The report’s authors noted that the county has a history of “using peremptory strikes—strikes that a party’s counsel may make against a potential juror for virtually any reason—to systematically exclude Black individuals and other people of color from juries.” At least 13 death penalty defendants from the past 20 years have alleged in appeals that the state used these strikes “in a discriminatory fashion,” TDS found. 

Duane Buck’s case is one of the most infamous Harris County cases involving racialized evidence and witness testimony. Buck had been sentenced to death by a Harris County jury in 1997 after shooting and killing his ex-girlfriend and her friend at her home, where her children saw the whole thing, in July 1995. 

During the punishment phase, when the jury was deciding whether to opt for the death penalty or life in prison for the defendant, Buck’s own defense attorney called an expert witness to the stand to testify. The psychologist, Dr. Walter Quijano, testified in front of the jury that Buck was more likely to be violent in the future because he was Black. The jury, after requesting to see Quijano’s report, chose death. 

For years, Buck tried unsuccessfully to appeal his case, arguing that his trial lawyers erred by allowing Quijano to testify. 

The U.S. Supreme Court had weighed in, overturning the death sentence in another case in which Quijano testified that a Hispanic defendant was more likely to be violent because of his race. In the wake of that decision, Texas’ then-Attorney General John Cornyn led an audit that flagged other cases where Quijano had provided race-based dangerousness arguments as a prosecution witness. But the state didn’t grant Buck relief because it was his own lawyers—not the state’s—who had introduced the racialized testimony. 

It wasn’t until 2017 that the U.S. Supreme Court weighed to say it didn’t matter which side introduced race into the equation or to what extent it was explored—once it was in the record, it had a corrosive effect regardless. 

“When a jury hears expert testimony that expressly makes a defendant’s race directly pertinent on the question of life or death, the impact of that evidence cannot be measured simply by how much air time it received at trial or how many pages it occupies in the record,” wrote Chief Justice John Roberts in the opinion, delivered February 2017. “Some toxins can be deadly in small doses.”

Lee Kovarsky, a law professor at the University of Texas at Austin, said the Buck decision made big waves in Harris County. “It was a big deal atmospherically because it signaled that even minor references to race could be very problematic,” he told the Texas Observer. 

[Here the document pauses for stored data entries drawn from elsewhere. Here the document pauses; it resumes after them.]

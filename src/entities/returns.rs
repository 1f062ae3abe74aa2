use sea_orm::entity::prelude::*;
use serde::{Deserialize, Serialize};

#[derive(
    Debug,
    Clone,
    Copy,
    PartialEq,
    Eq,
    EnumIter,
    DeriveActiveEnum,
    Serialize,
    Deserialize,
    strum::Display,
    strum::EnumString,
)]
#[sea_orm(rs_type = "String", db_type = "String(StringLen::N(16))")]
#[serde(rename_all = "SCREAMING_SNAKE_CASE")]
#[strum(serialize_all = "SCREAMING_SNAKE_CASE")]
pub enum ReturnStatus {
    #[sea_orm(string_value = "PENDING")]
    Pending,
    #[sea_orm(string_value = "APPROVED")]
    Approved,
    #[sea_orm(string_value = "REJECTED")]
    Rejected,
    #[sea_orm(string_value = "COMPLETED")]
    Completed,
}

impl ReturnStatus {
    /// PENDING may be approved or rejected; an approved return may be completed.
    pub fn can_transition_to(self, next: ReturnStatus) -> bool {
        matches!(
            (self, next),
            (ReturnStatus::Pending, ReturnStatus::Approved)
                | (ReturnStatus::Pending, ReturnStatus::Rejected)
                | (ReturnStatus::Approved, ReturnStatus::Completed)
        )
    }
}

#[derive(
    Debug,
    Clone,
    Copy,
    PartialEq,
    Eq,
    EnumIter,
    DeriveActiveEnum,
    Serialize,
    Deserialize,
    strum::Display,
    strum::EnumString,
)]
#[sea_orm(rs_type = "String", db_type = "String(StringLen::N(32))")]
#[serde(rename_all = "SCREAMING_SNAKE_CASE")]
#[strum(serialize_all = "SCREAMING_SNAKE_CASE")]
pub enum ReturnType {
    /// Issued by the quality check workflow only.
    #[sea_orm(string_value = "QUALITY_FAIL")]
    QualityFail,
    #[sea_orm(string_value = "DAMAGED")]
    Damaged,
    #[sea_orm(string_value = "WRONG_ITEM")]
    WrongItem,
    #[sea_orm(string_value = "EXCESS")]
    Excess,
    #[sea_orm(string_value = "OTHER")]
    Other,
}

#[derive(Clone, Debug, PartialEq, Eq, DeriveEntityModel, Serialize, Deserialize)]
#[sea_orm(table_name = "returns")]
pub struct Model {
    #[sea_orm(primary_key)]
    pub id: i32,
    /// Set for returns issued from a failed quality check, empty for manual entries.
    #[sea_orm(unique, nullable)]
    pub quality_check_id: Option<i32>,
    pub reception_id: i32,
    pub product_name: String,
    pub quantity: i32,
    #[sea_orm(column_type = "Text")]
    pub reason: String,
    pub return_type: ReturnType,
    pub status: ReturnStatus,
    pub created_at: DateTimeUtc,
    pub updated_at: DateTimeUtc,
}

#[derive(Copy, Clone, Debug, EnumIter, DeriveRelation)]
pub enum Relation {
    #[sea_orm(
        belongs_to = "super::quality_check::Entity",
        from = "Column::QualityCheckId",
        to = "super::quality_check::Column::Id"
    )]
    QualityCheck,
    #[sea_orm(
        belongs_to = "super::reception::Entity",
        from = "Column::ReceptionId",
        to = "super::reception::Column::Id"
    )]
    Reception,
}

impl Related<super::quality_check::Entity> for Entity {
    fn to() -> RelationDef {
        Relation::QualityCheck.def()
    }
}

impl Related<super::reception::Entity> for Entity {
    fn to() -> RelationDef {
        Relation::Reception.def()
    }
}

impl ActiveModelBehavior for ActiveModel {}

#[cfg(test)]
mod tests {
    use super::*;
    use rstest::rstest;

    #[rstest]
    #[case(ReturnStatus::Pending, ReturnStatus::Approved, true)]
    #[case(ReturnStatus::Pending, ReturnStatus::Rejected, true)]
    #[case(ReturnStatus::Approved, ReturnStatus::Completed, true)]
    #[case(ReturnStatus::Pending, ReturnStatus::Completed, false)]
    #[case(ReturnStatus::Approved, ReturnStatus::Rejected, false)]
    #[case(ReturnStatus::Rejected, ReturnStatus::Approved, false)]
    #[case(ReturnStatus::Completed, ReturnStatus::Pending, false)]
    #[case(ReturnStatus::Pending, ReturnStatus::Pending, false)]
    fn return_status_transitions(
        #[case] from: ReturnStatus,
        #[case] to: ReturnStatus,
        #[case] allowed: bool,
    ) {
        assert_eq!(from.can_transition_to(to), allowed);
    }
}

The TDS report’s authors say there are critical changes needed in Harris County to avoid racial discrimination in the application of the death penalty moving forward, including judicial training, data collection and sharing by the DA’s office, and statewide legislation that empowers death row prisoners to challenge convictions they believe were influenced by racism. 

Anthony Graves, who has lived in Harris County since his own exoneration from Texas’ death row in 2010, said Texas lawmakers are unlikely to budge unless pushed by changes to the national criminal justice discussion.

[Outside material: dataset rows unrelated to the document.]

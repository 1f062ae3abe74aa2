use sea_orm::entity::prelude::*;
use serde::{Deserialize, Serialize};

/// Named storage location; stock rows point at one by id.
#[derive(Clone, Debug, PartialEq, Eq, DeriveEntityModel, Serialize, Deserialize)]
#[sea_orm(table_name = "locations")]
pub struct Model {
    #[sea_orm(primary_key)]
    pub id: i32,
    #[sea_orm(unique)]
    pub name: String,
}

#[derive(Copy, Clone, Debug, EnumIter, DeriveRelation)]
pub enum Relation {
    #[sea_orm(has_many = "super::inventory::Entity")]
    Inventory,
}

impl Related<super::inventory::Entity> for Entity {
    fn to() -> RelationDef {
        Relation::Inventory.def()
    }
}

impl ActiveModelBehavior for ActiveModel {}
use sea_orm::entity::prelude::*;
use serde::{Deserialize, Serialize};

/// Inbound shipment that quality checks are recorded against. Never written by the workflow.
#[derive(Clone, Debug, PartialEq, Eq, DeriveEntityModel, Serialize, Deserialize)]
#[sea_orm(table_name = "receptions")]
pub struct Model {
    #[sea_orm(primary_key)]
    pub id: i32,
    pub supplier: String,
    pub status: String,
    #[sea_orm(column_type = "Text", nullable)]
    pub notes: Option<String>,
    pub created_at: DateTimeUtc,
}

#[derive(Copy, Clone, Debug, EnumIter, DeriveRelation)]
pub enum Relation {
    #[sea_orm(has_many = "super::returns::Entity")]
    Returns,
}

impl Related<super::returns::Entity> for Entity {
    fn to() -> RelationDef {
        Relation::Returns.def()
    }
}

impl ActiveModelBehavior for ActiveModel {}
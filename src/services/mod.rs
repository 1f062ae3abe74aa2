pub mod inventory;
pub mod inventory_ledger;
pub mod product_resolver;
pub mod quality_checks;
pub mod return_issuer;
pub mod returns;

“Texas does not want to acknowledge the deep-seated racism that exists in our criminal justice system,” Graves told the Observer. “Texas has this opinion that these are isolated incidents, and we don’t operate in that way. But I was in the cheap seats for 18 and half years, and I can say that Texas is no different.” 

When asked whether he was surprised that TDS found that such a large portion of recent death sentences were handed down to people of color, Graves said, “It’s the South. …I guess I’m surprised that all [of them] weren’t African American.”